The same cannot be said for men, because a man and a woman love in a different way: the woman with a specific love, capable of understanding originality. Man is fragile, and not always capable of understanding the differences between women. Only these, in the most painful, entangled and despairing situations can proclaim hope and stay up on their feet to give courage again to everybody.

But even without getting to the real, consumed, enacted, betrayal, to the menace of death to the relationship, there are many possible small betrayals.

 Even the wife of Robert Redford, – not the wrinkly director of Sundance, but the legendary man who made himself in ‘The Great Gatsby, – seeing him wandering about the house in underpants and unmatched socks, clinging to the remote control in front of a Lakers match, would probably be tempted to start exchanging messages with the young and good-looking greengrocer from West Hollywood. Even in these cases love works if you make a decision, and you don’t follow your emotions, your needs, your instinctual part.

 How sad are most contemporary films and books: a lamentation on nothingness, a boring tautology. They are a demonstration that by obeying your own selfishness you are unwell, you are disquieted and never satisfied. They are all about grains of wheat refusing to fall in the soil. They are celebrations of “I’m not like that,” or “I don’t feel that way.” Wojtyla told the couples he went camping with during summer: don’t say “I love you.” Say, “I participate with you in the love of God.” A very different kind of music.

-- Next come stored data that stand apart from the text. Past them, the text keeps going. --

// Copyright (C) 2025 Vince Vasta
// SPDX-License-Identifier: Apache-2.0

//! Read-only hand snapshot for one seat.
use serde::Serialize;

use crate::{
    action::{Action, ActionKind},
    game_state::{GameState, Round, ShowdownHands},
    poker::{Card, Chips, PlayerCards, SeatId},
};

/// What a seat can see of a hand.
///
/// The opponent hole cards stay covered unless the hand went to showdown.
#[derive(Debug, Clone, Serialize)]
pub struct GameView {
    /// The seat this view is for.
    pub seat: SeatId,
    /// The current round.
    pub round: Round,
    /// The chips in the pot.
    pub pot: Chips,
    /// The community cards.
    pub board: Vec<Card>,
    /// This seat cards.
    pub hole_cards: PlayerCards,
    /// This seat chips.
    pub chips: Chips,
    /// This seat bet in the round.
    pub bet: Chips,
    /// The opponent chips.
    pub opponent_chips: Chips,
    /// The opponent bet in the round.
    pub opponent_bet: Chips,
    /// The opponent cards, covered until showdown.
    pub opponent_cards: PlayerCards,
    /// The highest bet in the round.
    pub current_bet: Chips,
    /// Chips this seat has to put in to call.
    pub to_call: Chips,
    /// The minimum raise that is not an all-in.
    pub min_raise: Chips,
    /// The hand big blind.
    pub big_blind: Chips,
    /// The hand actions log.
    pub actions: Vec<Action>,
    /// The actions this seat can take now, empty if not its turn.
    pub legal_actions: Vec<ActionKind>,
    /// The hand is over.
    pub ended: bool,
    /// The hand winner if there is one.
    pub winner: Option<SeatId>,
    /// Both hands if the hand went to showdown.
    pub hands: Option<ShowdownHands>,
    /// Chips paid at the end of the hand.
    pub payoffs: Vec<(SeatId, Chips)>,
}

impl GameView {
    /// Creates a view of `state` for `seat`.
    pub fn new(state: &GameState, seat: SeatId) -> Self {
        let me = state.seat(seat);
        let opponent = state.seat(seat.opponent());
        let to_call = state.to_call(seat);

        let opponent_cards = if state.hands().is_some() {
            opponent.hole_cards
        } else {
            opponent.hole_cards.covered()
        };

        let mut legal_actions = Vec::new();
        if !state.is_ended() && state.current_seat() == Some(seat) {
            legal_actions.push(ActionKind::Fold);
            if to_call.is_zero() {
                legal_actions.push(ActionKind::Check);
            } else {
                legal_actions.push(ActionKind::Call);
            }

            if me.chips > to_call {
                legal_actions.push(ActionKind::Raise);
            }

            if me.has_chips() {
                legal_actions.push(ActionKind::AllIn);
            }
        }

        Self {
            seat,
            round: state.round(),
            pot: state.pot(),
            board: state.board().to_vec(),
            hole_cards: me.hole_cards,
            chips: me.chips,
            bet: me.bet,
            opponent_chips: opponent.chips,
            opponent_bet: opponent.bet,
            opponent_cards,
            current_bet: state.current_bet(),
            to_call,
            min_raise: state.min_raise(),
            big_blind: state.config().big_blind,
            actions: state.actions().to_vec(),
            legal_actions,
            ended: state.is_ended(),
            winner: state.winner(),
            hands: state.hands().copied(),
            payoffs: state.payoffs().iter().map(|p| (p.seat, p.chips)).collect(),
        }
    }

    /// Checks if this seat has to act.
    pub fn is_turn(&self) -> bool {
        !self.legal_actions.is_empty()
    }

    /// Check if a check action is legal.
    pub fn can_check(&self) -> bool {
        self.is_legal(ActionKind::Check)
    }

    /// Check if a call action is legal.
    pub fn can_call(&self) -> bool {
        self.is_legal(ActionKind::Call)
    }

    /// Check if a raise action is legal.
    pub fn can_raise(&self) -> bool {
        self.is_legal(ActionKind::Raise)
    }

    /// Checks if an action kind is legal.
    pub fn is_legal(&self, kind: ActionKind) -> bool {
        self.legal_actions.contains(&kind)
    }

    /// The last action taken by the opponent.
    pub fn last_opponent_action(&self) -> Option<&Action> {
        self.actions
            .iter()
            .rev()
            .find(|a| a.seat == self.seat.opponent())
    }

    /// The last `n` actions.
    pub fn recent_actions(&self, n: usize) -> &[Action] {
        let start = self.actions.len().saturating_sub(n);
        &self.actions[start..]
    }
}

#[cfg(test)]
mod tests {
    use crate::{
        action::TurnAction,
        game_state::HandConfig,
        poker::{Deck, PlayerCards},
        seat::Seat,
    };

    use super::*;

    fn new_state() -> GameState {
        let seats = [
            Seat::new(SeatId::Human, "Alice", Chips::new(1_000)),
            Seat::new(SeatId::Ai, "Bot", Chips::new(1_000)),
        ];
        GameState::start(HandConfig::default(), seats, Deck::default()).unwrap()
    }

    #[test]
    fn opponent_cards_are_covered() {
        let state = new_state();
        let view = state.view(SeatId::Ai);

        assert_eq!(view.opponent_cards, PlayerCards::Covered);
        assert!(matches!(view.hole_cards, PlayerCards::Cards(_, _)));
        assert_eq!(view.hole_cards, state.seat(SeatId::Ai).hole_cards);
        assert_eq!(view.to_call, Chips::new(10));
        assert!(!view.is_turn());

        // Hidden cards never reach the serialized view.
        let json = serde_json::to_string(&view).unwrap();
        for card in state.seat(SeatId::Human).hole_cards.to_vec() {
            let card = serde_json::to_string(&card).unwrap();
            assert!(!json.contains(&card));
        }
        assert!(json.contains(r#""opponent_cards":"Covered""#));
    }

    #[test]
    fn legal_actions() {
        let state = new_state();
        let view = state.view(SeatId::Human);
        assert!(view.is_turn());
        assert!(view.can_check());
        assert!(!view.can_call());
        assert!(view.can_raise());
        assert_eq!(view.min_raise, Chips::new(40));

        let state = state.apply(SeatId::Human, TurnAction::Check).unwrap();
        let view = state.view(SeatId::Ai);
        assert!(!view.can_check());
        assert!(view.can_call());
        assert_eq!(view.last_opponent_action().unwrap().kind, ActionKind::Check);
        assert_eq!(view.recent_actions(2).len(), 2);
        assert_eq!(view.recent_actions(10).len(), 3);
    }

    #[test]
    fn showdown_reveals_cards() {
        let mut state = new_state();
        state = state.apply(SeatId::Human, TurnAction::AllIn).unwrap();
        state = state.apply(SeatId::Ai, TurnAction::Call).unwrap();
        assert!(state.is_ended());

        let view = state.view(SeatId::Ai);
        assert_eq!(view.opponent_cards, state.seat(SeatId::Human).hole_cards);
        assert!(view.hands.is_some());
        assert!(view.legal_actions.is_empty());
        assert!(!view.payoffs.is_empty());
    }

    #[test]
    fn fold_keeps_cards_covered() {
        let state = new_state().apply(SeatId::Human, TurnAction::Fold).unwrap();
        let view = state.view(SeatId::Human);
        assert_eq!(view.opponent_cards, PlayerCards::Covered);
        assert_eq!(view.winner, Some(SeatId::Ai));
    }
}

Costanza Miriano appeared recently on BBC Newsnight, interviewed by a somewhat incredulous anchorwoman. How did she ever think that she would get away without enraging the worldwide sisterhood if she dared to proclaim that wives should be submissive to their husbands? Costanza explained, with the confidence that sales of 100,000 will give any writer, that submission meant being under someone, or something, in the sense that columns were under the upper structures of buildings and were their supports. These were the essential elements of a building without which any building would be worthless.